I am just a bit early.

Posted by: b | Feb 11 2008 18:27 utc | 4

yes I agree b, but I just wanted to restate some basic facts, this or that happens on the ground, going up to the financial system is necessary but difficult (for me.)

Posted by: Tangerine | Feb 11 2008 18:40 utc | 5

I remember my shock, years ago, when, in my untarnished innocence, I learned that potatoes were exported (under armed gaurd)from Ireland to England. I also remember being slightly surprised to later learn that people who tried to tell the public in England about the famine were ridiculed in a manner similar to what we saw as the Iraq debacle was launched.

Many things change, but bullshit is the favorite spread although it continues to smell the same.

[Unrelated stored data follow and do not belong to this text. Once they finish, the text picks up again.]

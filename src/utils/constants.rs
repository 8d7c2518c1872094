//! Shared configuration constants for codexchange
//!
//! Default values used by the config builder, model backends and execution
//! toolchains, kept in one place to avoid magic numbers.

/// Default sampling temperature for conversions
pub const DEFAULT_TEMPERATURE: f32 = 0.7;

/// Accepted temperature range (inclusive)
pub const TEMPERATURE_RANGE: (f32, f32) = (0.0, 2.0);

/// Default response token cap for a single conversion
pub const DEFAULT_MAX_TOKENS: u32 = 4000;

/// Default timeout for one streaming model request
///
/// Long enough for a few thousand tokens from the slower providers.
pub const DEFAULT_REQUEST_TIMEOUT_SECS: u64 = 120;

/// Default timeout for compiling plus running one snippet
pub const DEFAULT_EXECUTION_TIMEOUT_SECS: u64 = 30;

/// Languages offered as conversion sources and targets
pub const DEFAULT_CONVERSION_LANGUAGES: &[&str] =
    &["Python", "Julia", "JavaScript", "Go", "Java", "C++"];

pub const OPENAI_BASE_URL: &str = "https://api.openai.com/v1";
pub const DEEPSEEK_BASE_URL: &str = "https://api.deepseek.com/v1";
pub const GROQ_BASE_URL: &str = "https://api.groq.com/openai/v1";
pub const ANTHROPIC_BASE_URL: &str = "https://api.anthropic.com/v1";
pub const GEMINI_BASE_URL: &str = "https://generativelanguage.googleapis.com/v1beta";

/// Anthropic API version header value
pub const ANTHROPIC_VERSION: &str = "2023-06-01";

pub const OPENAI_MODEL: &str = "gpt-4o-mini";
pub const CLAUDE_MODEL: &str = "claude-3-sonnet-20240307";
pub const DEEPSEEK_MODEL: &str = "deepseek-chat";
pub const GEMINI_MODEL: &str = "gemini-1.5-flash";
pub const GROQ_MODEL: &str = "llama3-70b-8192";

We'll see people starving on the evening news as we eat our dinner or munch our crunchies and the bobble heads will say,"My o my, how sad!"

Posted by: Chuck Cliff | Feb 11 2008 19:38 utc | 6

In an article on the credit crunch that reads more like coverage of a pandemic, the Wall Street Journal mentions another oopsie consequence:

Meanwhile, the Federal Reserve's interest-rate cuts, which were designed to reinvigorate the slowing U.S. economy, may be having unintended consequences in some quarters: sending investors fleeing from investments that do poorly when interest rates fall.

Investors are also fleeing leveraged loans because the payments they make to investors are tied to short-term interest rates. With short-term rates falling, thanks to the Fed's rate cuts, those payments are shrinking.